U.S. Secretary of State John Kerry on Thursday continued to urge Congress to back President Barack Obama's trade agenda as lawmakers were working on the so- called fast-track legislation for speeding consideration of any trade agreements.

The fast-track legislation, formally known as trade promotion authority (TPA) and approved by a Senate panel Wednesday, empowers the president to negotiate trade deals and then present them to Congress for up-or-down votes, with no amendments allowed.

Kerry hailed the introduction of the legislation as "very good news," saying it will give Obama the flexibility to "negotiate credibly and effectively on our nation's behalf."

It will also provide a framework "for moving forward on a pair of the most significant trade negotiations in our history," Kerry said of the Obama administration's ongoing trade talks with Asia Pacific and Europe Union at the Atlantic Council, a Washington-D.C. based think tank.

While Obama has made conclusion of the Trans-Pacific Partnership (TPP) negotiations as one of top priorities of his second-term's economic policy, liberal Democrats and activists from labor unions have vowed to block the president's trade agenda, arguing these trade deals have hurt U.S. workers and increased income inequality.

"As a Democrat, as somebody who won the nomination of my party for the presidency, I understand those tensions as well as anybody.

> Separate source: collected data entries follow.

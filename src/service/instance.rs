//! # VASP Instance
//!
//! One running VASP endpoint: transport subscriptions in, signed
//! responses out.
//!
//! Inbound flow per delivery: decrypt (done by the transport
//! subscription) → split the signed payload → verify authorship against
//! the claimed sender key (asymmetric mode; symmetric trust is
//! established by shared-key possession) → dispatch through the session
//! state machine → sign and publish the canonical response on the
//! counterparty's topic.
//!
//! Shutdown drains: the flag stops listeners from taking new work but
//! never aborts an in-flight callback. Callers wait with a bounded
//! timeout and escalate once to a longer one before declaring the
//! instance stopped.

use crate::config::VaspConfig;
use crate::crypto::SignService;
use crate::error::{Result, VaspError};
use crate::model::{
    EncryptionType, Header, MessageId, MessageType, SessionId, SessionRequest, TransferSpec,
    TravelRuleParty, VaspCode, VaspInfo, VaspMessage,
};
use crate::protocol::{MessageDispatcher, TransferHandler};
use crate::session::SessionRegistry;
use crate::transport::{MessageTransport, Topic, TopicEvent, VaspDirectory};
use crate::utils::timeout::with_timeout;
use bytes::Bytes;
use std::sync::atomic::{AtomicUsize, Ordering};
use std::sync::Arc;
use std::time::Duration;
use tokio::sync::{mpsc, watch};
use tracing::{debug, info, instrument, warn};

/// Queue depth for raw topic listeners.
const LISTENER_BUFFER: usize = 64;

/// A wired VASP endpoint.
pub struct VaspInstance {
    config: VaspConfig,
    own_info: VaspInfo,
    signer: SignService,
    transport: Arc<dyn MessageTransport>,
    directory: Arc<dyn VaspDirectory>,
    dispatcher: Arc<MessageDispatcher>,
    shutdown_tx: watch::Sender<bool>,
    active_listeners: Arc<AtomicUsize>,
}

impl VaspInstance {
    /// Wire an instance from its configuration and collaborators.
    ///
    /// # Errors
    /// Returns a config error when the configuration does not validate.
    pub fn new(
        config: VaspConfig,
        transport: Arc<dyn MessageTransport>,
        directory: Arc<dyn VaspDirectory>,
        handler: Arc<dyn TransferHandler>,
    ) -> Result<Arc<Self>> {
        config.validate_strict()?;
        let own_info = config.own_info()?;
        let registry = SessionRegistry::new(config.session.session_ttl);
        let dispatcher = Arc::new(MessageDispatcher::new(own_info.clone(), handler, registry));
        let (shutdown_tx, _) = watch::channel(false);

        Ok(Arc::new(Self {
            config,
            own_info,
            signer: SignService::new(),
            transport,
            directory,
            dispatcher,
            shutdown_tx,
            active_listeners: Arc::new(AtomicUsize::new(0)),
        }))
    }

    pub fn own_info(&self) -> &VaspInfo {
        &self.own_info
    }

    /// This instance's inbound topic.
    pub fn topic(&self) -> Topic {
        Topic::for_vasp(&self.own_info.vasp_code)
    }

    pub fn registry(&self) -> &SessionRegistry {
        self.dispatcher.registry()
    }

    fn is_shutting_down(&self) -> bool {
        *self.shutdown_tx.borrow()
    }

    /// Open a session towards a counterparty: create the local session,
    /// seed the transfer intent, and publish the opening request to the
    /// peer's topic under its handshake key.
    #[instrument(skip(self, originator, beneficiary, transfer), fields(peer = %peer_code))]
    pub async fn open_session(
        &self,
        peer_code: &VaspCode,
        originator: TravelRuleParty,
        beneficiary: TravelRuleParty,
        transfer: TransferSpec,
    ) -> Result<SessionId> {
        if self.is_shutting_down() {
            return Err(VaspError::ShuttingDown);
        }
        let peer = self.directory.resolve(peer_code).await?;
        let session_id = SessionId::random();

        let handle = self
            .dispatcher
            .registry()
            .get_or_create(&session_id, &self.own_info)
            .await;
        {
            let mut session = handle.lock().await;
            let intent = session.transfer_info_mut();
            intent.originator = Some(originator);
            intent.beneficiary = Some(beneficiary);
            intent.transfer = Some(transfer);
        }

        let request = VaspMessage::SessionRequest(SessionRequest {
            header: Header::new(
                MessageId::random(),
                session_id.clone(),
                MessageType::SessionRequest,
            ),
            comment: String::new(),
            sender: self.own_info.clone(),
        });
        self.dispatcher.record_outbound(&request).await?;
        self.send(
            &Topic::for_vasp(peer_code),
            EncryptionType::Asymmetric,
            &peer.handshake_key,
            &request,
        )
        .await?;

        info!(session = %session_id, "session opened");
        Ok(session_id)
    }

    /// Start a dispatching listener: every delivery on the subscription
    /// is authenticated, dispatched, and answered on the counterparty's
    /// topic. Returns once the subscription is registered.
    pub async fn listen(
        self: &Arc<Self>,
        topic: &Topic,
        encryption: EncryptionType,
        key: &str,
    ) -> Result<()> {
        if self.is_shutting_down() {
            return Err(VaspError::ShuttingDown);
        }
        let mut events = self.transport.subscribe(topic, encryption, key).await?;
        let instance = Arc::clone(self);
        let reply_key = key.to_string();
        let mut shutdown_rx = self.shutdown_tx.subscribe();
        self.active_listeners.fetch_add(1, Ordering::AcqRel);

        tokio::spawn(async move {
            if !*shutdown_rx.borrow() {
                loop {
                    tokio::select! {
                        changed = shutdown_rx.changed() => {
                            if changed.is_err() || *shutdown_rx.borrow() {
                                break;
                            }
                        }
                        event = events.recv() => match event {
                            Some(event) => {
                                if let Err(e) =
                                    instance.process_event(event, encryption, &reply_key).await
                                {
                                    warn!(error = %e, kind = ?e.kind(), "inbound message rejected");
                                }
                            }
                            None => break,
                        },
                    }
                }
            }
            instance.listener_stopped();
        });
        Ok(())
    }

    /// Register a raw topic listener: deliveries are decrypted, split
    /// from their signature and parsed, but not dispatched. Useful for
    /// monitoring and tests; authentication stays with the protocol
    /// listener.
    pub async fn add_topic_listener(
        self: &Arc<Self>,
        topic: &Topic,
        encryption: EncryptionType,
        key: &str,
    ) -> Result<mpsc::Receiver<VaspMessage>> {
        if self.is_shutting_down() {
            return Err(VaspError::ShuttingDown);
        }
        let mut events = self.transport.subscribe(topic, encryption, key).await?;
        let (tx, rx) = mpsc::channel(LISTENER_BUFFER);
        let instance = Arc::clone(self);
        let mut shutdown_rx = self.shutdown_tx.subscribe();
        self.active_listeners.fetch_add(1, Ordering::AcqRel);

        tokio::spawn(async move {
            if !*shutdown_rx.borrow() {
                loop {
                    tokio::select! {
                        changed = shutdown_rx.changed() => {
                            if changed.is_err() || *shutdown_rx.borrow() {
                                break;
                            }
                        }
                        event = events.recv() => match event {
                            Some(event) => match decode_event(&event) {
                                Ok(message) => {
                                    if tx.send(message).await.is_err() {
                                        break;
                                    }
                                }
                                Err(e) => {
                                    warn!(error = %e, "undecodable payload dropped");
                                }
                            },
                            None => break,
                        },
                    }
                }
            }
            instance.listener_stopped();
        });
        Ok(rx)
    }

    /// Sign a message with this instance's key and publish it. Raw
    /// sends bypass the session state machine; protocol-driven traffic
    /// goes through [`open_session`](Self::open_session) and the
    /// dispatching listener.
    #[instrument(skip(self, key, message), fields(topic = %topic, ty = %message.message_type()))]
    pub async fn send(
        &self,
        topic: &Topic,
        encryption: EncryptionType,
        key: &str,
        message: &VaspMessage,
    ) -> Result<()> {
        let payload = self
            .signer
            .make_signed_payload(message, &self.config.keys.signing_private_key)?;
        self.transport
            .publish(topic, encryption, key, Bytes::from(payload))
            .await
    }

    /// Periodically collect sessions idle past their TTL.
    pub fn spawn_session_sweeper(self: &Arc<Self>) {
        let instance = Arc::clone(self);
        let interval = self.config.session.sweep_interval;
        let mut shutdown_rx = self.shutdown_tx.subscribe();

        tokio::spawn(async move {
            let mut ticker = tokio::time::interval(interval);
            loop {
                tokio::select! {
                    changed = shutdown_rx.changed() => {
                        if changed.is_err() || *shutdown_rx.borrow() {
                            break;
                        }
                    }
                    _ = ticker.tick() => {
                        let purged = instance.dispatcher.registry().purge_idle().await;
                        if purged > 0 {
                            info!(purged, "idle sessions purged");
                        }
                    }
                }
            }
        });
    }

    /// Stop accepting new work. In-flight callbacks finish; use
    /// [`wait_for_termination`](Self::wait_for_termination) to observe
    /// the drain.
    pub fn shutdown(&self) {
        if !self.shutdown_tx.send_replace(true) {
            info!("shutdown requested");
        }
    }

    /// Wait until every listener has stopped, bounded by `timeout`.
    /// Returns whether the drain completed in time.
    pub async fn wait_for_termination(&self, timeout: Duration) -> bool {
        with_timeout(
            async {
                while self.active_listeners.load(Ordering::Acquire) != 0 {
                    tokio::time::sleep(Duration::from_millis(20)).await;
                }
            },
            timeout,
        )
        .await
        .is_ok()
    }

    /// Drain with the configured two-stage timeout: a first polite wait
    /// for listeners to finish on their own, then a forced shutdown and
    /// one longer wait. Returns whether the drain completed.
    pub async fn shutdown_and_wait(&self) -> bool {
        if self
            .wait_for_termination(self.config.shutdown.wait_timeout)
            .await
        {
            return true;
        }
        self.shutdown();
        self.wait_for_termination(self.config.shutdown.escalation_timeout)
            .await
    }

    fn listener_stopped(&self) {
        self.active_listeners.fetch_sub(1, Ordering::AcqRel);
        debug!("listener stopped");
    }

    async fn process_event(
        &self,
        event: TopicEvent,
        encryption: EncryptionType,
        reply_key: &str,
    ) -> Result<()> {
        let text = std::str::from_utf8(&event.payload)
            .map_err(|e| VaspError::Format(format!("payload is not UTF-8: {e}")))?;
        let (json, signature) = SignService::split_signed_payload(text)?;
        let message: VaspMessage = serde_json::from_str(json)
            .map_err(|e| VaspError::Serialization(e.to_string()))?;
        message.validate()?;

        if encryption == EncryptionType::Asymmetric {
            let claimed = self.claimed_signing_key(&message).await?;
            if !self.signer.verify(json.as_bytes(), signature, &claimed)? {
                // A wrong signer is a negative outcome, not a fault; the
                // message is dropped and the session stays untouched.
                warn!(
                    session = %message.session_id(),
                    ty = %message.message_type(),
                    "signature does not match the claimed sender, dropping message"
                );
                return Ok(());
            }
        }

        let outcome = self.dispatcher.dispatch(&message).await?;
        if let Some(response) = outcome.response {
            let peer = outcome.peer.ok_or_else(|| {
                VaspError::Custom("no counterparty identity to route the response".into())
            })?;
            self.dispatcher.record_outbound(&response).await?;
            let peer_topic = Topic::for_vasp(&peer.vasp_code);
            let key = match encryption {
                EncryptionType::Asymmetric => peer.handshake_key.as_str(),
                EncryptionType::Symmetric => reply_key,
            };
            self.send(&peer_topic, encryption, key, &response).await?;
        }
        Ok(())
    }

    /// The public key the sender claims to have signed with: the
    /// session's known counterparty, or — for handshake messages that
    /// precede one — the registry entry for the embedded VASP code.
    async fn claimed_signing_key(&self, message: &VaspMessage) -> Result<String> {
        if let Some(handle) = self.dispatcher.registry().get(message.session_id()).await {
            let session = handle.lock().await;
            if let Some(peer) = session.peer_info() {
                return Ok(peer.signing_key.clone());
            }
        }
        match message {
            VaspMessage::SessionRequest(m) => {
                Ok(self.directory.resolve(&m.sender.vasp_code).await?.signing_key)
            }
            VaspMessage::SessionReply(m) => {
                Ok(self.directory.resolve(&m.sender.vasp_code).await?.signing_key)
            }
            _ => Err(VaspError::SessionNotFound(message.session_id().to_string())),
        }
    }
}

fn decode_event(event: &TopicEvent) -> Result<VaspMessage> {
    let text = std::str::from_utf8(&event.payload)
        .map_err(|e| VaspError::Format(format!("payload is not UTF-8: {e}")))?;
    let (json, _signature) = SignService::split_signed_payload(text)?;
    let message: VaspMessage =
        serde_json::from_str(json).map_err(|e| VaspError::Serialization(e.to_string()))?;
    message.validate()?;
    Ok(message)
}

But I voted for the trade agreements, including NAFTA (North American Free Trade Agreement), when they came to the United States Senate," Kerry said, urging lawmakers to support trade deals.

"In the modern world, we simply cannot expect our economies to grow and generate new jobs if all we do is buy and sell to ourselves -- ain't gonna work," Kerry said, adding that 95 percent of the world's consumers live outside the United States.

Kerry also stressed the importance for the U.S. to be deeply engaged in helping to write the rules for trade. "Why would you sit on a sideline and let other people do that?" he asked. "We have to be engaged, because if we don't protect our interests, no one else is going to."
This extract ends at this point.